Les structures notent le ton martial résolument employé par Emmanuel Macron lors de sa seconde allocution, et choisissent de prendre le président à la lettre : « “Nous sommes en guerre” justifie que des moyens exceptionnels soient déployés en urgence pour permettre la mise à l’abri et le confinement de l’ensemble des personnes actuellement dépourvues de logement personnel et regroupées dans des habitats précaires, insalubres et dangereux pour leur santé ».

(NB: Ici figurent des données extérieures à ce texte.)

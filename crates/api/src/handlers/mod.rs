pub mod segmentation;
pub mod video;
//! Wire types for the predictor sidecar HTTP protocol.
//!
//! Requests and responses are JSON. Logit buffers are transported as
//! base64-encoded little-endian `f32`, row-major, `width * height` values;
//! propagation responses arrive as one [`FramePrediction`] JSON object per
//! NDJSON line.

use base64::engine::general_purpose::STANDARD as BASE64;
use base64::Engine as _;
use serde::{Deserialize, Serialize};

use maskflow_core::mask::MaskLogits;

/// `POST /state/init` request body.
#[derive(Debug, Serialize)]
pub struct InitStateRequest<'a> {
    /// Directory of extracted frames the engine should index.
    pub frame_dir: &'a str,
}

/// `POST /state/init` response body.
#[derive(Debug, Deserialize)]
pub struct InitStateResponse {
    /// Sidecar-assigned identifier for the created tracking state.
    pub state_id: String,
}

/// `POST /state/{id}/points` request body.
#[derive(Debug, Serialize)]
pub struct AddPointsRequest {
    pub frame_index: u32,
    pub object_id: u32,
    /// `[x, y]` pixel coordinates, positives first.
    pub points: Vec<[f32; 2]>,
    /// Parallel to `points`: 1 = positive, 0 = negative.
    pub labels: Vec<u8>,
}

/// One frame's raw prediction, returned by the points endpoint and
/// streamed (one per NDJSON line) by the propagate endpoint.
#[derive(Debug, Clone, Serialize, Deserialize)]
pub struct FramePrediction {
    pub frame_index: u32,
    pub object_id: u32,
    pub width: u32,
    pub height: u32,
    /// base64 little-endian f32, row-major, `width * height` values.
    pub logits: String,
}

/// Errors decoding a logit payload.
#[derive(Debug, thiserror::Error)]
pub enum PayloadError {
    #[error("logits are not valid base64: {0}")]
    Base64(#[from] base64::DecodeError),

    #[error("logit byte length {0} is not a multiple of 4")]
    Alignment(usize),

    #[error("logit shape mismatch: {0}")]
    Shape(String),
}

impl FramePrediction {
    /// Decode the base64 payload into a validated logit grid.
    pub fn decode_logits(&self) -> Result<MaskLogits, PayloadError> {
        let raw = BASE64.decode(&self.logits)?;
        if raw.len() % 4 != 0 {
            return Err(PayloadError::Alignment(raw.len()));
        }

        let values = raw
            .chunks_exact(4)
            .map(|c| f32::from_le_bytes([c[0], c[1], c[2], c[3]]))
            .collect();

        MaskLogits::new(self.width, self.height, values)
            .map_err(|e| PayloadError::Shape(e.to_string()))
    }
}

/// Encode a logit grid into the wire payload. The inverse of
/// [`FramePrediction::decode_logits`]; used by the fake predictor and by
/// protocol tests.
pub fn encode_logits(logits: &MaskLogits) -> String {
    let mut raw = Vec::with_capacity(logits.data().len() * 4);
    for v in logits.data() {
        raw.extend_from_slice(&v.to_le_bytes());
    }
    BASE64.encode(raw)
}

#[cfg(test)]
mod tests {
    use super::*;

    #[test]
    fn logits_survive_the_wire_encoding() {
        let logits = MaskLogits::new(2, 2, vec![-1.5, 0.0, 0.25, 7.0]).unwrap();
        let wire = FramePrediction {
            frame_index: 3,
            object_id: 1,
            width: 2,
            height: 2,
            logits: encode_logits(&logits),
        };
        assert_eq!(wire.decode_logits().unwrap(), logits);
    }

    #[test]
    fn truncated_payload_rejected() {
        let wire = FramePrediction {
            frame_index: 0,
            object_id: 1,
            width: 2,
            height: 2,
            logits: BASE64.encode([0u8; 6]),
        };
        assert!(matches!(
            wire.decode_logits(),
            Err(PayloadError::Alignment(6))
        ));
    }

    #[test]
    fn shape_mismatch_rejected() {
        // 3 floats for a 2x2 grid.
        let wire = FramePrediction {
            frame_index: 0,
            object_id: 1,
            width: 2,
            height: 2,
            logits: BASE64.encode([0u8; 12]),
        };
        assert!(matches!(wire.decode_logits(), Err(PayloadError::Shape(_))));
    }

    #[test]
    fn invalid_base64_rejected() {
        let wire = FramePrediction {
            frame_index: 0,
            object_id: 1,
            width: 1,
            height: 1,
            logits: "not base64!!!".to_string(),
        };
        assert!(matches!(wire.decode_logits(), Err(PayloadError::Base64(_))));
    }
}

Les jeunes majeurs étrangers sans domicile fixe sans solution
Éric Piolle n’a pas dit autre chose lors de sa propre allocution – depuis l’Hôtel de Ville de Grenoble – à la suite de celle du président de la République. « Dans le cas des personnes à la rue, elles sont dans une situation de promiscuité qui favorise la propagation du virus », a fait remarquer le maire de Grenoble. En déclarant avoir interpellé les pouvoirs publics, et attendre des consignes pour leur prise en charge.
Les jeunes majeurs étrangers et leurs soutiens étaient à l’Hôtel de Ville de Grenoble lundi 16 mars © Grenoble en lutte- Facebook
Dans la journée du lundi 16 mars, la Ville de Grenoble n’a cependant pas apporté de solutions à la vingtaine de jeunes majeurs étrangers qui ont occupé durant cinq heures le hall de l’Hôtel de Ville. Ceux qui “squattaient” encore récemment l’église Saint-Paul de Grenoble avant d’être hébergés dans une aumônerie mise à disposition par le Diocèse de Grenoble-Vienne demandaient une solution de logement d’urgence adaptée aux exigences de confinement.

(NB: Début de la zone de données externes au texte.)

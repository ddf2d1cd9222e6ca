#![allow(dead_code)]

use std::path::PathBuf;
use std::sync::Arc;
use std::time::Duration;

use axum::body::Body;
use axum::extract::DefaultBodyLimit;
use axum::http::header::CONTENT_TYPE;
use axum::http::{HeaderName, Method, Request, StatusCode};
use axum::response::Response;
use axum::Router;
use http_body_util::BodyExt;
use tower::ServiceExt;
use tower_http::catch_panic::CatchPanicLayer;
use tower_http::cors::CorsLayer;
use tower_http::request_id::{MakeRequestUuid, PropagateRequestIdLayer, SetRequestIdLayer};
use tower_http::services::ServeDir;
use tower_http::timeout::TimeoutLayer;
use tower_http::trace::{DefaultMakeSpan, DefaultOnResponse, TraceLayer};
use tracing::Level;

use maskflow_api::config::ServerConfig;
use maskflow_api::routes;
use maskflow_api::state::AppState;
use maskflow_core::storage::{MaskStore, StorageLayout};
use maskflow_core::types::SessionId;
use maskflow_predictor::predictor::Predictor;
use maskflow_predictor::registry::{RegistryConfig, SessionRegistry};
use maskflow_predictor::testing::FakePredictor;

/// Frame count every seeded test session carries.
pub const TEST_FRAMES: u32 = 10;

/// Dimensions of the fake engine's logit grids.
pub const TEST_WIDTH: u32 = 640;
pub const TEST_HEIGHT: u32 = 480;

/// A fully-wired application over a fake engine and tempdir storage.
pub struct TestApp {
    pub app: Router,
    pub registry: Arc<SessionRegistry>,
    pub fake: Arc<FakePredictor>,
    pub layout: StorageLayout,
    // Held so the storage root outlives the test.
    _storage: tempfile::TempDir,
}

/// Build a test `ServerConfig` with safe defaults.
pub fn test_config(storage_root: PathBuf) -> ServerConfig {
    ServerConfig {
        host: "127.0.0.1".to_string(),
        port: 0,
        cors_origins: vec!["http://localhost:5173".to_string()],
        request_timeout_secs: 30,
        shutdown_timeout_secs: 30,
        max_upload_mb: 64,
        storage_root,
        engine_url: "http://127.0.0.1:8492".to_string(),
        engine_timeout_secs: 30,
        engine_workers: 4,
        max_sessions: 8,
    }
}

/// Build the full application router with all middleware layers over a
/// [`FakePredictor`] and a temporary storage root.
///
/// This mirrors the router construction in `main.rs` so integration tests
/// exercise the same middleware stack (CORS, request ID, timeout, tracing,
/// panic recovery, body limit, static storage) that production uses.
pub async fn build_test_app() -> TestApp {
    let storage = tempfile::tempdir().unwrap();
    let config = test_config(storage.path().to_path_buf());

    let layout = StorageLayout::new(config.storage_root.clone());
    layout.ensure_base_dirs().await.unwrap();

    let fake = Arc::new(FakePredictor::new(TEST_FRAMES, TEST_WIDTH, TEST_HEIGHT));
    let registry = SessionRegistry::new(
        Arc::clone(&fake) as Arc<dyn Predictor>,
        MaskStore::new(layout.clone()),
        RegistryConfig {
            max_sessions: config.max_sessions,
            engine_workers: config.engine_workers,
        },
    );

    let cors = CorsLayer::new()
        .allow_origin(["http://localhost:5173".parse().unwrap()])
        .allow_methods([Method::GET, Method::POST, Method::DELETE])
        .allow_headers([CONTENT_TYPE])
        .allow_credentials(true)
        .max_age(Duration::from_secs(3600));

    let state = AppState {
        config: Arc::new(config.clone()),
        registry: Arc::clone(&registry),
        layout: layout.clone(),
    };

    let request_id_header = HeaderName::from_static("x-request-id");

    let app = Router::new()
        .merge(routes::health::router())
        .nest("/api/v1", routes::api_routes())
        .nest_service("/storage", ServeDir::new(&config.storage_root))
        .layer(DefaultBodyLimit::max(config.max_upload_mb * 1024 * 1024))
        .layer(CatchPanicLayer::new())
        .layer(TimeoutLayer::with_status_code(
            StatusCode::REQUEST_TIMEOUT,
            Duration::from_secs(config.request_timeout_secs),
        ))
        .layer(PropagateRequestIdLayer::new(request_id_header.clone()))
        .layer(
            TraceLayer::new_for_http()
                .make_span_with(DefaultMakeSpan::new().level(Level::INFO))
                .on_response(DefaultOnResponse::new().level(Level::INFO)),
        )
        .layer(SetRequestIdLayer::new(request_id_header, MakeRequestUuid))
        .layer(cors)
        .with_state(state);

    TestApp {
        app,
        registry,
        fake,
        layout,
        _storage: storage,
    }
}

/// Register a session with `TEST_FRAMES` placeholder frames on disk,
/// bypassing the upload endpoint (which needs a real ffmpeg binary).
pub async fn seed_session(t: &TestApp) -> SessionId {
    let id = SessionId::new();
    let frame_dir = t.layout.frame_dir(id);
    tokio::fs::create_dir_all(&frame_dir).await.unwrap();
    for i in 0..TEST_FRAMES {
        tokio::fs::write(frame_dir.join(format!("{i:05}.jpg")), b"test frame")
            .await
            .unwrap();
    }
    t.registry.register(id, frame_dir, TEST_FRAMES).await;
    id
}

// ---------------------------------------------------------------------------
// Request helpers
// ---------------------------------------------------------------------------

pub async fn get(app: Router, path: &str) -> Response {
    app.oneshot(
        Request::builder()
            .uri(path)
            .body(Body::empty())
            .unwrap(),
    )
    .await
    .unwrap()
}

pub async fn post_json(app: Router, path: &str, body: serde_json::Value) -> Response {
    app.oneshot(
        Request::builder()
            .method(Method::POST)
            .uri(path)
            .header(CONTENT_TYPE, "application/json")
            .body(Body::from(body.to_string()))
            .unwrap(),
    )
    .await
    .unwrap()
}

pub async fn delete(app: Router, path: &str) -> Response {
    app.oneshot(
        Request::builder()
            .method(Method::DELETE)
            .uri(path)
            .body(Body::empty())
            .unwrap(),
    )
    .await
    .unwrap()
}

/// Build a `multipart/form-data` POST with one file field.
pub async fn post_multipart_file(
    app: Router,
    path: &str,
    field: &str,
    filename: &str,
    bytes: &[u8],
) -> Response {
    let boundary = "maskflow-test-boundary";

    let mut body = Vec::new();
    body.extend_from_slice(
        format!(
            "--{boundary}\r\nContent-Disposition: form-data; name=\"{field}\"; \
             filename=\"{filename}\"\r\nContent-Type: application/octet-stream\r\n\r\n"
        )
        .as_bytes(),
    );
    body.extend_from_slice(bytes);
    body.extend_from_slice(format!("\r\n--{boundary}--\r\n").as_bytes());

    app.oneshot(
        Request::builder()
            .method(Method::POST)
            .uri(path)
            .header(
                CONTENT_TYPE,
                format!("multipart/form-data; boundary={boundary}"),
            )
            .body(Body::from(body))
            .unwrap(),
    )
    .await
    .unwrap()
}

pub async fn body_json(response: Response) -> serde_json::Value {
    let bytes = response.into_body().collect().await.unwrap().to_bytes();
    serde_json::from_slice(&bytes).unwrap()
}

« Le discours est toujours le même, « ce n’est pas notre compétence ». Les équipes de la mairie avaient pourtant dit nous soutenir… Dans les actes nous n’avons vu que du mépris », décrit un témoin dans un message relayé sur Facebook. Refus similaires du côté du conseil départemental et de la Préfecture. Seules six places d’hébergement auraient été débloquées par la députée de l’Isère Émilie Chalas, poursuit le témoignage.

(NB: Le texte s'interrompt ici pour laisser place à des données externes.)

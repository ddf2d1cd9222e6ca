//! In-process [`Predictor`] fake for registry and API tests.
//!
//! Behaves like a miniature engine: tracking states live in a map, prompts
//! accumulate per state, and masks come back as a disc of positive logits
//! around each positive point. Every trait method passes through an
//! instrumented entry/exit pair so tests can assert that calls against one
//! session never overlap while calls against different sessions do.

use std::collections::HashMap;
use std::path::Path;
use std::sync::atomic::{AtomicBool, AtomicU64, AtomicUsize, Ordering};
use std::sync::Mutex;
use std::time::Duration;

use async_trait::async_trait;

use maskflow_core::mask::MaskLogits;
use maskflow_core::prompt::{LabeledPoints, Point, LABEL_POSITIVE};

use crate::predictor::{EngineError, EngineStateId, FrameMask, Predictor, PropagationStream};

/// Radius (pixels) of the synthetic foreground disc around each positive
/// point.
const DISC_RADIUS: f32 = 20.0;

/// Configurable fake engine.
pub struct FakePredictor {
    frame_count: u32,
    width: u32,
    height: u32,

    states: Mutex<HashMap<String, FakeState>>,
    next_state: AtomicU64,

    calls: AtomicUsize,
    active: AtomicUsize,
    max_active: AtomicUsize,
    call_delay_ms: AtomicU64,

    fail_add_points: AtomicBool,
    fail_propagate: AtomicBool,
}

#[derive(Default)]
struct FakeState {
    /// Positive points of each accumulated prompt.
    prompts: Vec<(u32, Vec<Point>)>,
}

impl FakePredictor {
    pub fn new(frame_count: u32, width: u32, height: u32) -> Self {
        Self {
            frame_count,
            width,
            height,
            states: Mutex::new(HashMap::new()),
            next_state: AtomicU64::new(0),
            calls: AtomicUsize::new(0),
            active: AtomicUsize::new(0),
            max_active: AtomicUsize::new(0),
            call_delay_ms: AtomicU64::new(0),
            fail_add_points: AtomicBool::new(false),
            fail_propagate: AtomicBool::new(false),
        }
    }

    /// Total engine calls made so far (all methods).
    pub fn engine_call_count(&self) -> usize {
        self.calls.load(Ordering::SeqCst)
    }

    /// Highest number of simultaneously-active engine calls observed
    /// since the last [`reset_concurrency_stats`](Self::reset_concurrency_stats).
    pub fn max_concurrent_calls(&self) -> usize {
        self.max_active.load(Ordering::SeqCst)
    }

    pub fn reset_concurrency_stats(&self) {
        self.max_active.store(0, Ordering::SeqCst);
    }

    /// Hold each engine call open for `delay` so overlap is observable.
    pub fn set_call_delay(&self, delay: Duration) {
        self.call_delay_ms
            .store(delay.as_millis() as u64, Ordering::SeqCst);
    }

    /// Fail the next `add_points` call with an engine fault.
    pub fn fail_next_add_points(&self) {
        self.fail_add_points.store(true, Ordering::SeqCst);
    }

    /// Make the next propagation stream fault after two frames.
    pub fn fail_next_propagate(&self) {
        self.fail_propagate.store(true, Ordering::SeqCst);
    }

    /// Number of live (initialized, not closed) engine states.
    pub fn live_states(&self) -> usize {
        self.states.lock().unwrap().len()
    }

    /// Total prompts accumulated across all live states.
    pub fn total_prompts(&self) -> usize {
        self.states
            .lock()
            .unwrap()
            .values()
            .map(|s| s.prompts.len())
            .sum()
    }

    // ---- private helpers ----

    async fn enter(&self) {
        self.calls.fetch_add(1, Ordering::SeqCst);
        let now = self.active.fetch_add(1, Ordering::SeqCst) + 1;
        self.max_active.fetch_max(now, Ordering::SeqCst);

        let delay = self.call_delay_ms.load(Ordering::SeqCst);
        if delay > 0 {
            tokio::time::sleep(Duration::from_millis(delay)).await;
        }
    }

    fn exit(&self) {
        self.active.fetch_sub(1, Ordering::SeqCst);
    }

    /// Positive logits inside a disc around each point, negative elsewhere.
    fn logits_for(&self, points: &[Point]) -> MaskLogits {
        let mut data = vec![-2.0f32; self.width as usize * self.height as usize];
        for point in points {
            let min_x = (point.x - DISC_RADIUS).max(0.0) as u32;
            let max_x = ((point.x + DISC_RADIUS) as u32).min(self.width.saturating_sub(1));
            let min_y = (point.y - DISC_RADIUS).max(0.0) as u32;
            let max_y = ((point.y + DISC_RADIUS) as u32).min(self.height.saturating_sub(1));
            for y in min_y..=max_y {
                for x in min_x..=max_x {
                    let dx = x as f32 - point.x;
                    let dy = y as f32 - point.y;
                    if dx * dx + dy * dy <= DISC_RADIUS * DISC_RADIUS {
                        data[(y * self.width + x) as usize] = 2.0;
                    }
                }
            }
        }
        MaskLogits::new(self.width, self.height, data).expect("fake logits always match shape")
    }

    fn positive_points(points: &LabeledPoints) -> Vec<Point> {
        points
            .points
            .iter()
            .zip(&points.labels)
            .filter(|(_, &label)| label == LABEL_POSITIVE)
            .map(|(&p, _)| p)
            .collect()
    }
}

#[async_trait]
impl Predictor for FakePredictor {
    async fn init_state(&self, _frame_dir: &Path) -> Result<EngineStateId, EngineError> {
        self.enter().await;
        let id = format!("fake-{}", self.next_state.fetch_add(1, Ordering::SeqCst));
        self.states
            .lock()
            .unwrap()
            .insert(id.clone(), FakeState::default());
        self.exit();
        Ok(EngineStateId::new(id))
    }

    async fn reset_state(&self, state: &EngineStateId) -> Result<(), EngineError> {
        self.enter().await;
        let result = match self.states.lock().unwrap().get_mut(state.as_str()) {
            Some(s) => {
                s.prompts.clear();
                Ok(())
            }
            None => Err(EngineError::Protocol(format!("unknown state {state}"))),
        };
        self.exit();
        result
    }

    async fn add_points(
        &self,
        state: &EngineStateId,
        frame_index: u32,
        _object_id: u32,
        points: &LabeledPoints,
    ) -> Result<MaskLogits, EngineError> {
        self.enter().await;

        if self.fail_add_points.swap(false, Ordering::SeqCst) {
            self.exit();
            return Err(EngineError::Api {
                status: 500,
                body: "injected engine fault".to_string(),
            });
        }

        let positives = Self::positive_points(points);
        let result = match self.states.lock().unwrap().get_mut(state.as_str()) {
            Some(s) => {
                s.prompts.push((frame_index, positives.clone()));
                Ok(self.logits_for(&positives))
            }
            None => Err(EngineError::Protocol(format!("unknown state {state}"))),
        };

        self.exit();
        result
    }

    async fn propagate(&self, state: &EngineStateId) -> Result<PropagationStream, EngineError> {
        self.enter().await;

        let prompted: Vec<Point> = match self.states.lock().unwrap().get(state.as_str()) {
            Some(s) => s
                .prompts
                .iter()
                .flat_map(|(_, points)| points.iter().copied())
                .collect(),
            None => {
                self.exit();
                return Err(EngineError::Protocol(format!("unknown state {state}")));
            }
        };

        let fail = self.fail_propagate.swap(false, Ordering::SeqCst);

        let mut items: Vec<Result<FrameMask, EngineError>> = Vec::new();
        for frame_index in 0..self.frame_count {
            if fail && frame_index == 2 {
                items.push(Err(EngineError::Api {
                    status: 500,
                    body: "injected propagation fault".to_string(),
                }));
                break;
            }
            items.push(Ok(FrameMask {
                frame_index,
                object_id: maskflow_core::types::TRACKED_OBJECT_ID,
                logits: self.logits_for(&prompted),
            }));
        }

        self.exit();
        Ok(Box::pin(futures::stream::iter(items)))
    }

    async fn close_state(&self, state: &EngineStateId) -> Result<(), EngineError> {
        self.enter().await;
        let removed = self.states.lock().unwrap().remove(state.as_str());
        self.exit();
        match removed {
            Some(_) => Ok(()),
            None => Err(EngineError::Protocol(format!("unknown state {state}"))),
        }
    }

    async fn health(&self) -> bool {
        true
    }
}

Dans l’attente d’une « solution rapide et adaptée »
La question des jeunes majeurs étrangers préoccupe aussi MDM et Solident. « Leur situation est extrêmement préoccupante ; d’autant que les accueils de jours de l’agglomération annoncent progressivement leur fermeture totale ou partielle », notent les structures. En décrivant des conditions de logement « dans la promiscuité la plus totale, sans accès à des produits d’hygiène, sans accès aux douches, sans approvisionnement en équipement de protection ».
Manifestation des jeunes majeurs étrangers sans domicile fixe à Grenoble le 11 septembre 2019. © Florent Mathieu – Place Gre’net
« Les maintenir une nuit de plus dans un tel endroit irait à l’encontre des recommandations médicales et gouvernementales et favoriserait des décompensations d’ordre psychologique, compte tenu du climat particulièrement anxiogène actuel », estiment encore Solident et Médecins du monde.
Qui déclarent, pour conclure, se tenir « à disposition des institutions pour organiser toute démarche de concertation visant à trouver une solution rapide et adaptée ».